Aku hanya mengangguk sebagai balasan ucapannya dan segera beranjak dari tempat itu.

~Flashback End~

Sabrina… ya…

"Ah, selamat pagi," seseorang menyapaku sekaligus menyadarkanku dari lamunan bahkan hampir membuatku tersedak karena sedang meminum kopi.

"Kau…"

-Part II- End


Ternyata memang fict ini lebih panjang dari target (target = 2 chapter). Mungkin bisa 4 atau lebih :9 *gampared*

Karena sudah lama nggak buat fict, moga2 masih berasa sama aura fict ini sama chapter lalu.

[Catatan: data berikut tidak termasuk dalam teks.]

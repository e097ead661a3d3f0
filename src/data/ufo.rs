//! UFO file I/O operations

use crate::core::errors::{Result, TofuError};
use norad::Font;
use std::path::Path;
use tracing::debug;

/// Write a UFO source to disk, replacing anything already at `path`
pub fn save_ufo(font: &Font, path: impl AsRef<Path>) -> Result<()> {
    let path = path.as_ref();
    font.save(path).map_err(|e| TofuError::Ufo {
        path: path.to_path_buf(),
        message: e.to_string(),
    })?;
    debug!("Saved UFO source to {}", path.display());
    Ok(())
}

/// Load a UFO font file from disk
pub fn load_ufo_from_path(path: impl AsRef<Path>) -> Result<Font> {
    let path = path.as_ref();
    Font::load(path).map_err(|e| TofuError::Ufo {
        path: path.to_path_buf(),
        message: e.to_string(),
    })
}

#[cfg(test)]
mod tests {
    use super::*;
    use crate::font_source::{DocumentInfo, FontDocument, GlyphComposer, TofuMetrics};

    #[test]
    fn test_save_and_reload() {
        let mut document = FontDocument::new(0, DocumentInfo::default());
        let composer = GlyphComposer::default();
        for codepoint in [0x41, 0x1F600] {
            let id = document.next_glyph_id();
            document.push(composer.compose(id, codepoint));
        }
        let font = document.to_norad_font(&TofuMetrics::default()).unwrap();

        let dir = tempfile::tempdir().unwrap();
        let path = dir.path().join("tofu.ufo");
        save_ufo(&font, &path).unwrap();

        let reloaded = load_ufo_from_path(&path).unwrap();
        let layer = reloaded.default_layer();
        assert_eq!(layer.len(), 19);

        let order = reloaded
            .lib
            .get("public.glyphOrder")
            .and_then(plist::Value::as_array)
            .unwrap();
        assert_eq!(order.len(), 19);
        assert_eq!(order[18].as_string(), Some("u1F600"));

        let glyph = layer.get_glyph("u1F600").unwrap();
        assert_eq!(glyph.components.len(), 7);
        let units_per_em = reloaded
            .font_info
            .units_per_em
            .map(|v| v.to_string().parse::<f64>().unwrap_or_default());
        assert_eq!(units_per_em, Some(1000.0));
    }
}
//! External font toolchain
//!
//! Binary font encoding is not done in-process: UFO sources are compiled
//! with `fontc` and collections are assembled with `otf2otc`.

use crate::core::errors::{Result, TofuError};
use std::io::ErrorKind;
use std::path::{Path, PathBuf};
use std::process::Command;
use tracing::debug;

/// Builds binary fonts and collections from generated sources
pub trait FontToolchain {
    /// Compile a UFO source into a single binary font
    fn compile(&self, source: &Path, output: &Path) -> Result<()>;

    /// Merge binary fonts into one collection, preserving their order
    fn merge_collection(&self, fonts: &[PathBuf], output: &Path) -> Result<()>;
}

impl<T: FontToolchain + ?Sized> FontToolchain for &T {
    fn compile(&self, source: &Path, output: &Path) -> Result<()> {
        (**self).compile(source, output)
    }

    fn merge_collection(&self, fonts: &[PathBuf], output: &Path) -> Result<()> {
        (**self).merge_collection(fonts, output)
    }
}

/// Runs the toolchain as subprocesses
#[derive(Debug, Clone)]
pub struct ExternalToolchain {
    fontc: String,
    collection: String,
}

impl Default for ExternalToolchain {
    fn default() -> Self {
        Self::new("fontc", "otf2otc")
    }
}

impl ExternalToolchain {
    pub fn new(fontc: impl Into<String>, collection: impl Into<String>) -> Self {
        Self {
            fontc: fontc.into(),
            collection: collection.into(),
        }
    }

    fn run(tool: &str, command: &mut Command, output: &Path) -> Result<()> {
        debug!("Running {:?}", command);

        let result = command.output().map_err(|e| {
            let message = if e.kind() == ErrorKind::NotFound {
                "command not found; install it or pass --ufo-only".to_string()
            } else {
                e.to_string()
            };
            TofuError::Toolchain {
                tool: tool.to_string(),
                message,
            }
        })?;

        if !result.status.success() {
            let stderr = String::from_utf8_lossy(&result.stderr);
            return Err(TofuError::Toolchain {
                tool: tool.to_string(),
                message: format!("{} ({})", stderr.trim(), result.status),
            });
        }

        if !output.exists() {
            return Err(TofuError::Toolchain {
                tool: tool.to_string(),
                message: format!("no output was written to {}", output.display()),
            });
        }

        Ok(())
    }
}

impl FontToolchain for ExternalToolchain {
    fn compile(&self, source: &Path, output: &Path) -> Result<()> {
        let mut command = Command::new(&self.fontc);
        command
            .arg("--build-dir")
            .arg(output.with_extension("build"))
            .arg("--output-file")
            .arg(output)
            .arg(source);

        Self::run(&self.fontc, &mut command, output)
    }

    fn merge_collection(&self, fonts: &[PathBuf], output: &Path) -> Result<()> {
        let mut command = Command::new(&self.collection);
        command.arg("-o").arg(output).args(fonts);

        Self::run(&self.collection, &mut command, output)
    }
}
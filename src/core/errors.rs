//! Error types for the tofu pipeline
//!
//! Every fatal condition the generator can hit is a [`TofuError`]. Advisory
//! notices (auto-corrected ranges, merges, reset split sizes) are logged with
//! `tracing` instead and never surface here.

use std::fmt;
use std::path::PathBuf;

/// Which side of a `START-END` token failed to parse
#[derive(Debug, Clone, Copy, PartialEq, Eq)]
pub enum RangeSide {
    Start,
    End,
}

impl fmt::Display for RangeSide {
    fn fmt(&self, f: &mut fmt::Formatter<'_>) -> fmt::Result {
        match self {
            RangeSide::Start => write!(f, "start"),
            RangeSide::End => write!(f, "end"),
        }
    }
}

/// Broad classification used for reporting and exit handling
#[derive(Debug, Clone, Copy, PartialEq, Eq)]
pub enum ErrorKind {
    /// Malformed user input
    Format,
    /// A value or a document size exceeds what can be represented
    Bounds,
    /// The file system refused an output
    Resource,
    /// The external font toolchain failed
    Toolchain,
}

#[derive(Debug, thiserror::Error)]
pub enum TofuError {
    #[error("invalid hexadecimal {side} value '{value}' in range '{token}'")]
    InvalidHex {
        side: RangeSide,
        value: String,
        token: String,
    },

    #[error("range '{token}' contains more than one '-'")]
    TooManyHyphens { token: String },

    #[error("conflicting inputs: {0}")]
    ConflictingInputs(String),

    #[error("no code point ranges were given")]
    NoInput,

    #[error("code point '{value}' in '{token}' exceeds the maximum U+{max:06X}")]
    CodepointOutOfBounds {
        value: String,
        token: String,
        max: u32,
    },

    #[error("{requested} glyphs exceed the document capacity of {capacity}; use --split")]
    CapacityExceeded { requested: usize, capacity: usize },

    #[error("split size {requested} exceeds the document capacity of {capacity}")]
    SplitTooLarge { requested: usize, capacity: usize },

    #[error("could not write output {}: {source}", path.display())]
    OutputRejected {
        path: PathBuf,
        #[source]
        source: std::io::Error,
    },

    #[error("{tool} failed: {message}")]
    Toolchain { tool: String, message: String },

    #[error("'{name}' is not a valid glyph name")]
    InvalidGlyphName { name: String },

    #[error("UFO source {}: {message}", path.display())]
    Ufo { path: PathBuf, message: String },

    #[error(transparent)]
    Io(#[from] std::io::Error),
}

impl TofuError {
    pub fn kind(&self) -> ErrorKind {
        match self {
            TofuError::InvalidHex { .. }
            | TofuError::TooManyHyphens { .. }
            | TofuError::ConflictingInputs(_)
            | TofuError::NoInput
            | TofuError::InvalidGlyphName { .. } => ErrorKind::Format,
            TofuError::CodepointOutOfBounds { .. }
            | TofuError::CapacityExceeded { .. }
            | TofuError::SplitTooLarge { .. } => ErrorKind::Bounds,
            TofuError::OutputRejected { .. } | TofuError::Ufo { .. } | TofuError::Io(_) => {
                ErrorKind::Resource
            }
            TofuError::Toolchain { .. } => ErrorKind::Toolchain,
        }
    }
}

pub type Result<T, E = TofuError> = std::result::Result<T, E>;
//! UFO format conversion utilities
//!
//! This module contains conversion logic from our document model into the
//! norad UFO format. Shape primitives become outline glyphs; tofu glyphs
//! become component-only glyphs referencing them.

use crate::core::errors::{Result, TofuError};
use crate::font_source::{FontDocument, GlyphDefinition, ShapeReference, TofuMetrics};
use crate::geometry::ShapePrimitive;
use kurbo::{BezPath, PathEl, Point};
use norad::Font;

/// UFO lib key fixing the glyph id order of compiled fonts
pub const GLYPH_ORDER_KEY: &str = "public.glyphOrder";

fn glyph_name(name: &str) -> Result<norad::Name> {
    name.parse().map_err(|_| TofuError::InvalidGlyphName {
        name: name.to_string(),
    })
}

/// Convert a kurbo path into UFO contours
///
/// Closed contours start on their first on-curve point; open ones keep a
/// leading `Move`.
pub fn bezpath_to_contours(path: &BezPath) -> Vec<norad::Contour> {
    let mut contours = Vec::new();
    let mut points: Vec<norad::ContourPoint> = Vec::new();
    let mut start: Option<Point> = None;

    let point = |pt: Point, typ: norad::PointType| {
        norad::ContourPoint::new(pt.x, pt.y, typ, false, None, None)
    };

    for element in path.elements() {
        match *element {
            PathEl::MoveTo(pt) => {
                if !points.is_empty() {
                    contours.push(norad::Contour::new(std::mem::take(&mut points), None));
                }
                start = Some(pt);
                points.push(point(pt, norad::PointType::Move));
            }
            PathEl::LineTo(pt) => {
                points.push(point(pt, norad::PointType::Line));
            }
            PathEl::QuadTo(cp, pt) => {
                points.push(point(cp, norad::PointType::OffCurve));
                points.push(point(pt, norad::PointType::QCurve));
            }
            PathEl::CurveTo(cp1, cp2, pt) => {
                points.push(point(cp1, norad::PointType::OffCurve));
                points.push(point(cp2, norad::PointType::OffCurve));
                points.push(point(pt, norad::PointType::Curve));
            }
            PathEl::ClosePath => {
                // A closing segment drawn back onto the start is implied
                let closes_on_start = points.len() > 1
                    && points.last().is_some_and(|last| {
                        last.typ == norad::PointType::Line
                            && start == Some(Point::new(last.x, last.y))
                    });
                if closes_on_start {
                    points.pop();
                }
                if let Some(first) = points.first_mut() {
                    if first.typ == norad::PointType::Move {
                        first.typ = norad::PointType::Line;
                    }
                }
                contours.push(norad::Contour::new(std::mem::take(&mut points), None));
                start = None;
            }
        }
    }

    if !points.is_empty() {
        contours.push(norad::Contour::new(points, None));
    }
    contours
}

impl ShapePrimitive {
    /// Build the outline glyph for this primitive
    ///
    /// Digits are drawn at their cell origin and placed by component
    /// offsets; the frame is drawn in its final position.
    pub fn to_norad_glyph(self, metrics: &TofuMetrics) -> Result<norad::Glyph> {
        let transform = match self {
            ShapePrimitive::Frame => metrics.canvas_transform(),
            ShapePrimitive::Digit(_) => metrics.cell_transform(),
        };

        let name = glyph_name(&self.glyph_name())?;
        let mut glyph = norad::Glyph::new(name.as_str());
        glyph.width = metrics.advance_width();
        glyph.contours = bezpath_to_contours(&self.outline(transform));
        Ok(glyph)
    }
}

impl ShapeReference {
    pub fn to_norad_component(&self) -> Result<norad::Component> {
        let base = glyph_name(&self.shape.glyph_name())?;
        let transform = norad::AffineTransform {
            x_scale: 1.0,
            xy_scale: 0.0,
            yx_scale: 0.0,
            y_scale: 1.0,
            x_offset: self.offset.x,
            y_offset: self.offset.y,
        };
        Ok(norad::Component::new(base, transform, None))
    }
}

impl GlyphDefinition {
    /// Convert to a component-only norad glyph
    ///
    /// Code points outside the Unicode scalar range get no mapping.
    pub fn to_norad_glyph(&self) -> Result<norad::Glyph> {
        let name = glyph_name(&self.glyph_name())?;
        let mut glyph = norad::Glyph::new(name.as_str());
        glyph.width = self.advance_width;

        if let Some(character) = self.character() {
            glyph.codepoints.insert(character);
        }

        glyph.components = self
            .references
            .iter()
            .map(ShapeReference::to_norad_component)
            .collect::<Result<Vec<_>>>()?;

        Ok(glyph)
    }
}

impl FontDocument {
    /// Convert to a complete norad Font
    pub fn to_norad_font(&self, metrics: &TofuMetrics) -> Result<Font> {
        let mut font = Font::new();

        font.font_info = self
            .info()
            .to_norad_font_info(metrics, self.first_codepoint());

        let layer = font.default_layer_mut();
        for primitive in self.primitives() {
            layer.insert_glyph(primitive.to_norad_glyph(metrics)?);
        }
        for definition in self.glyphs() {
            layer.insert_glyph(definition.to_norad_glyph()?);
        }

        font.lib.insert(
            GLYPH_ORDER_KEY.to_string(),
            plist::Value::Array(
                self.glyph_order()
                    .into_iter()
                    .map(plist::Value::String)
                    .collect(),
            ),
        );

        Ok(font)
    }

    /// Glyph names indexed by glyph id
    pub fn glyph_order(&self) -> Vec<String> {
        self.primitives()
            .map(ShapePrimitive::glyph_name)
            .chain(self.glyphs().iter().map(GlyphDefinition::glyph_name))
            .collect()
    }

    /// Glyphs whose code point cannot be mapped to a character
    pub fn unmapped_count(&self) -> usize {
        self.glyphs()
            .iter()
            .filter(|glyph| glyph.character().is_none())
            .count()
    }
}

#[cfg(test)]
mod tests {
    use super::*;
    use crate::font_source::{DocumentInfo, GlyphComposer};
    use crate::geometry::HexDigit;

    #[test]
    fn test_closed_polygon_contour() {
        let mut path = BezPath::new();
        path.move_to((0.0, 0.0));
        path.line_to((0.0, 10.0));
        path.line_to((10.0, 10.0));
        path.close_path();

        let contours = bezpath_to_contours(&path);
        assert_eq!(contours.len(), 1);
        assert_eq!(contours[0].points.len(), 3);
        assert!(contours[0]
            .points
            .iter()
            .all(|p| p.typ == norad::PointType::Line));
    }

    #[test]
    fn test_explicit_closing_point_is_dropped() {
        let mut path = BezPath::new();
        path.move_to((0.0, 0.0));
        path.line_to((5.0, 0.0));
        path.line_to((5.0, 5.0));
        path.line_to((0.0, 0.0));
        path.close_path();

        let contours = bezpath_to_contours(&path);
        assert_eq!(contours[0].points.len(), 3);
    }

    #[test]
    fn test_curves_keep_off_curve_points() {
        let mut path = BezPath::new();
        path.move_to((0.0, 0.0));
        path.curve_to((0.0, 5.0), (5.0, 10.0), (10.0, 10.0));
        path.close_path();

        let contours = bezpath_to_contours(&path);
        let types: Vec<norad::PointType> =
            contours[0].points.iter().map(|p| p.typ.clone()).collect();
        assert_eq!(
            types,
            vec![
                norad::PointType::Line,
                norad::PointType::OffCurve,
                norad::PointType::OffCurve,
                norad::PointType::Curve,
            ]
        );
    }

    #[test]
    fn test_frame_glyph_has_two_contours() {
        let metrics = TofuMetrics::default();
        let glyph = ShapePrimitive::Frame.to_norad_glyph(&metrics).unwrap();
        assert_eq!(glyph.contours.len(), 2);
        assert_eq!(glyph.width, 1000.0);

        let min_x = glyph.contours[0]
            .points
            .iter()
            .map(|p| p.x)
            .fold(f64::INFINITY, f64::min);
        assert!((min_x - metrics.side_bearing()).abs() < 1e-9);
    }

    #[test]
    fn test_digit_glyph_contours() {
        let metrics = TofuMetrics::default();
        let glyph = ShapePrimitive::Digit(HexDigit::Eight)
            .to_norad_glyph(&metrics)
            .unwrap();
        assert_eq!(glyph.contours.len(), 3);
        assert_eq!(glyph.name().as_str(), "tofu.digit8");
    }

    #[test]
    fn test_component_translation() {
        let composer = GlyphComposer::default();
        let definition = composer.compose(17, 0x41);
        let glyph = definition.to_norad_glyph().unwrap();

        assert_eq!(glyph.name().as_str(), "uni0041");
        assert_eq!(glyph.components.len(), 5);
        assert_eq!(glyph.components[0].base.as_str(), "tofu.frame");
        assert_eq!(glyph.components[0].transform.x_offset, 0.0);

        let digit = &glyph.components[4];
        assert_eq!(digit.base.as_str(), "tofu.digit1");
        assert_eq!(digit.transform.x_offset, definition.references[4].offset.x);
        assert_eq!(digit.transform.y_offset, definition.references[4].offset.y);
        assert!(glyph.codepoints.iter().any(|c| c == 'A'));
    }

    #[test]
    fn test_surrogates_are_unmapped() {
        let definition = GlyphComposer::default().compose(17, 0xD800);
        let glyph = definition.to_norad_glyph().unwrap();
        assert_eq!(glyph.codepoints.iter().count(), 0);
        assert_eq!(glyph.components.len(), 5);
    }

    #[test]
    fn test_glyph_order_follows_ids() {
        let mut document = FontDocument::new(0, DocumentInfo::default());
        let composer = GlyphComposer::default();
        for codepoint in [0x42, 0x41, 0x1F600] {
            let id = document.next_glyph_id();
            document.push(composer.compose(id, codepoint));
        }

        let font = document.to_norad_font(&TofuMetrics::default()).unwrap();
        let order: Vec<&str> = font
            .lib
            .get(GLYPH_ORDER_KEY)
            .and_then(plist::Value::as_array)
            .unwrap()
            .iter()
            .filter_map(plist::Value::as_string)
            .collect();

        assert_eq!(order.len(), ShapePrimitive::COUNT + 3);
        for primitive in ShapePrimitive::all() {
            assert_eq!(order[primitive.id() as usize], primitive.glyph_name());
        }
        for glyph in document.glyphs() {
            assert_eq!(order[glyph.id as usize], glyph.glyph_name());
        }
        assert_eq!(&order[17..], ["uni0042", "uni0041", "u1F600"]);
    }

    #[test]
    fn test_document_to_font() {
        let mut document = FontDocument::new(0, DocumentInfo::default());
        let composer = GlyphComposer::default();
        for codepoint in 0x41..=0x44 {
            let id = document.next_glyph_id();
            document.push(composer.compose(id, codepoint));
        }

        let font = document.to_norad_font(&TofuMetrics::default()).unwrap();
        let layer = font.default_layer();
        assert_eq!(layer.len(), ShapePrimitive::COUNT + 4);
        assert!(layer.get_glyph("tofu.frame").is_some());
        assert!(layer.get_glyph("uni0044").is_some());
        assert_eq!(font.font_info.family_name.as_deref(), Some("Tofu"));
        assert_eq!(document.unmapped_count(), 0);
    }
}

Dan saya kehilangan bahan pembicaraan pembuatan fict ini karena bikinnya stengah tahun XD dikit2 ditambahi terus. Fict lain juga kabarnya sama XD *dikeroyok sekampung*

Ada yang bisa tebak2 2 orang yang dimimpiin Gray? :P dan apakah Sabrina OOC? Jujur saya kurang kenal Sabrina… Di bayangan saya dia itu rada2 lemot gimana…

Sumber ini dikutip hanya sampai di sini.